As a last resort, you can disable ATS requirements. Keep in mind that this option will be going away soon.
Building Apps with ATS Enabled
If you use secure connections over HTTPS between your app and web services, then you can enable App Transport Security for your app.
To build you apps with ATS enabled, do the following:
- Enable your CDN for secure communication.
Video Cloud customers (whether you are using the house CDN or a named CDN) should contact their Brightcove account managers to ensure accounts are configured to deliver over HTTPS.
For those using remote assets, you may need to configure your CDN appropriately.
Use secure communication to deliver your media content.

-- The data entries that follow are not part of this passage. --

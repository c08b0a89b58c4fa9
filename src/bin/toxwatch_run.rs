use std::path::PathBuf;
use std::time::Instant;

use toxwatch::{
    init_logging, log_app_start, log_config_loaded, log_run_finish, logging_config_from_env,
    run_pipeline, PipelineConfig,
};

fn main() -> Result<(), Box<dyn std::error::Error>> {
    let logging_cfg = logging_config_from_env();
    init_logging(&logging_cfg)?;
    log_app_start(&logging_cfg);

    let config_path: Option<PathBuf> = std::env::args_os()
        .nth(1)
        .map(PathBuf::from)
        .or_else(|| std::env::var_os("TOXWATCH_CONFIG").map(PathBuf::from));

    let mut cfg = match &config_path {
        Some(path) => PipelineConfig::from_json_file(path)?,
        None => PipelineConfig::default(),
    };
    cfg.apply_env_overrides()?;
    cfg.validate()?;
    log_config_loaded(
        config_path.as_deref(),
        &cfg.target,
        cfg.ensemble.folds,
        cfg.ensemble.vote_cutoff,
    );

    let started = Instant::now();
    let report = run_pipeline(&cfg)?;
    log_run_finish(
        &cfg.output_dir,
        started.elapsed().as_millis() as u64,
        report.latency.events,
    );

    println!(
        "{}: {} calibration rows, TP={} FP={} TN={} FN={}, {} events ({} detected, {} missed)",
        report.target,
        report.score.rows,
        report.score.true_positives,
        report.score.false_positives,
        report.score.true_negatives,
        report.score.false_negatives,
        report.latency.events,
        report.latency.detected,
        report.latency.missed
    );
    println!("outputs written to {}", cfg.output_dir.display());

    Ok(())
}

This includes video, ads, captions, poster images, thumbnails and other third-party API connections.
Video Cloud customers: Use the Playback API to retrieve the secure protocol for each of your assets.
Brightcove Player customers: Make sure your media content is delivered over HTTPS.
Using ATS exceptions
If you need to use non-secure connections between your app and web services, then you can try using ATS exceptions. Keep in mind that the reason for ATS requirements is to ensure users have a good level of security when using your app. So, make sure that your app cannot use secure connections before digging into ATS exceptions.

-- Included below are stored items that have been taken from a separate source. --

//! Chronological train / calibration split and leakage-safe feature selection.

use chrono::NaiveDateTime;
use serde::{Deserialize, Serialize};
use thiserror::Error;
use tracing::info;

use crate::features::{DAY_COLUMN, TIME_OF_DAY_COLUMN};
use crate::labels::{cutoff_column, future_max_column};
use crate::table::FeatureTable;

/// Substrings identifying joined weather columns.
pub const WEATHER_MARKERS: [&str; 5] = ["tempe", "humidi", "wind", "precip", "dew"];

const LEAKAGE_SUFFIXES: [&str; 2] = ["_cutoff", "_future_max"];
const SCORING_MARKERS: [&str; 2] = ["_prediction_", "_result_"];
const SCORING_SUFFIXES: [&str; 3] = ["_ensemble_score", "_ensemble_pred", "_ensemble_result"];

#[derive(Debug, Clone, Copy, PartialEq, Eq, Serialize, Deserialize)]
#[serde(default)]
pub struct SplitConfig {
    pub gap: usize,
    pub calibration_size: usize,
}

impl Default for SplitConfig {
    fn default() -> Self {
        Self {
            gap: 20_000,
            calibration_size: 50_000,
        }
    }
}

#[derive(Debug, Clone, Copy, PartialEq, Eq, Serialize, Deserialize)]
pub struct SegmentBounds {
    pub rows: usize,
    pub first: Option<NaiveDateTime>,
    pub last: Option<NaiveDateTime>,
}

#[derive(Debug, Clone, PartialEq)]
pub struct ChronologicalSplit {
    pub train: FeatureTable,
    pub calibration: FeatureTable,
    pub features: Vec<String>,
    pub dropped_incomplete: usize,
    /// Rows sharing the calibration's first timestamp that fell before it.
    pub boundary_ties: usize,
    pub train_bounds: SegmentBounds,
    pub gap_bounds: SegmentBounds,
    pub calibration_bounds: SegmentBounds,
}

#[derive(Debug, Error, PartialEq, Eq)]
pub enum SplitError {
    #[error("column {0} required for the split is missing")]
    MissingColumn(String),
    #[error("gap ({gap}) + calibration_size ({calibration_size}) exceeds the {available} complete rows")]
    InsufficientRows {
        gap: usize,
        calibration_size: usize,
        available: usize,
    },
    #[error("calibration_size must be > 0")]
    EmptyCalibration,
    #[error("no feature columns selected for {0}")]
    EmptyFeatureSet(String),
    #[error("label-derived column {0} survived feature selection")]
    LeakageColumn(String),
}

/// True for label-derived and scoring columns that must never be features.
pub fn is_leakage_column(name: &str) -> bool {
    LEAKAGE_SUFFIXES.iter().any(|s| name.ends_with(s))
        || SCORING_MARKERS.iter().any(|m| name.contains(m))
        || SCORING_SUFFIXES.iter().any(|s| name.ends_with(s))
}

/// Target pollutant columns, weather columns and the time-context pair, in
/// table order, minus every label-derived column.
pub fn select_features(columns: &[&str], target: &str) -> Result<Vec<String>, SplitError> {
    let mut selected: Vec<String> = Vec::new();
    let mut push = |name: &str| {
        if !selected.iter().any(|s| s == name) {
            selected.push(name.to_string());
        }
    };

    for name in columns.iter().filter(|c| c.contains(target)) {
        push(*name);
    }
    for marker in WEATHER_MARKERS {
        for name in columns.iter().filter(|c| c.contains(marker)) {
            push(*name);
        }
    }
    for name in [DAY_COLUMN, TIME_OF_DAY_COLUMN] {
        if columns.contains(&name) {
            push(name);
        }
    }

    selected.retain(|name| !is_leakage_column(name));

    let target_leaks = [cutoff_column(target), future_max_column(target)];
    if let Some(leak) = selected.iter().find(|name| target_leaks.contains(*name)) {
        return Err(SplitError::LeakageColumn(leak.clone()));
    }
    if selected.is_empty() {
        return Err(SplitError::EmptyFeatureSet(target.to_string()));
    }
    Ok(selected)
}

/// Drops incomplete rows, orders by time and carves off the most recent
/// `calibration_size` rows, discarding the `gap` rows before them.
///
/// Segment boundaries never split a timestamp. Rows tied with the first
/// calibration timestamp but sorted ahead of it are dropped, and training rows
/// tied with the first gap timestamp move into the gap, so every train
/// timestamp is strictly before every gap timestamp, which is strictly before
/// every calibration timestamp.
pub fn chronological_split(
    table: &FeatureTable,
    target: &str,
    cfg: &SplitConfig,
) -> Result<ChronologicalSplit, SplitError> {
    let label = cutoff_column(target);
    if !table.has_column(&label) {
        return Err(SplitError::MissingColumn(label));
    }
    if cfg.calibration_size == 0 {
        return Err(SplitError::EmptyCalibration);
    }

    let features = select_features(&table.column_names(), target)?;

    let (mut complete, dropped_incomplete) = table.drop_incomplete_rows();
    complete.sort_by_time();

    let available = complete.len();
    let needed = cfg.gap + cfg.calibration_size;
    if needed > available {
        return Err(SplitError::InsufficientRows {
            gap: cfg.gap,
            calibration_size: cfg.calibration_size,
            available,
        });
    }

    let at = |row: usize| complete.key(row).timestamp;
    let calibration_start = available - cfg.calibration_size;
    let calibration_first = at(calibration_start);
    let mut gap_end = calibration_start;
    while gap_end > 0 && at(gap_end - 1) == calibration_first {
        gap_end -= 1;
    }
    let boundary_ties = calibration_start - gap_end;

    let mut train_end = (available - needed).min(gap_end);
    if train_end < gap_end {
        let gap_first = at(train_end);
        while train_end > 0 && at(train_end - 1) == gap_first {
            train_end -= 1;
        }
    }

    let train_rows: Vec<usize> = (0..train_end).collect();
    let calibration_rows: Vec<usize> = (calibration_start..available).collect();

    let split = ChronologicalSplit {
        train_bounds: bounds(&complete, 0..train_end),
        gap_bounds: bounds(&complete, train_end..gap_end),
        calibration_bounds: bounds(&complete, calibration_start..available),
        train: complete.take(&train_rows),
        calibration: complete.take(&calibration_rows),
        features,
        dropped_incomplete,
        boundary_ties,
    };

    info!(
        component = "split",
        event = "split.finish",
        pollutant = %target,
        dropped_incomplete = dropped_incomplete,
        train_rows = split.train.len(),
        gap_rows = split.gap_bounds.rows,
        boundary_ties = boundary_ties,
        calibration_rows = split.calibration.len(),
        feature_count = split.features.len()
    );

    Ok(split)
}

fn bounds(table: &FeatureTable, rows: std::ops::Range<usize>) -> SegmentBounds {
    SegmentBounds {
        rows: rows.len(),
        first: rows.clone().next().map(|r| table.key(r).timestamp),
        last: rows.last().map(|r| table.key(r).timestamp),
    }
}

There are specific keys that you can use to bypass ATS requirements. These exceptions will trigger an additional App Store review and will require that you provide reasonable justification. For details, see the App Store Review for ATS document.
Note that you may be able to get a justification for an exception for content that is already encrypted (ie. FairPlay), but keep in mind that It is best practice to use HTTPS when possible.
Disabling ATS requirements
When building applications that target the iOS 9 SDK or later, you may choose to disable ATS. Follow these steps to disable ATS requirements in your app:
In Xcode, right click on the Info.plist file and open it as Source Code.
Copy the following code:
<key>NSAppTransportSecurity</key> <dict> <key>NSAllowsArbitraryLoads</key> <true/> </dict>
In the Info.plist file, before the closing
</dict>tag, paste the code from above.
In Xcode, when you open the Info.plist file as Property List, you should now see this entry in the plist dictionary.
Disabling ATS does not alter existing HTTPS connections. It simply prevents iOS from enforcing additional security requirements on your http communication.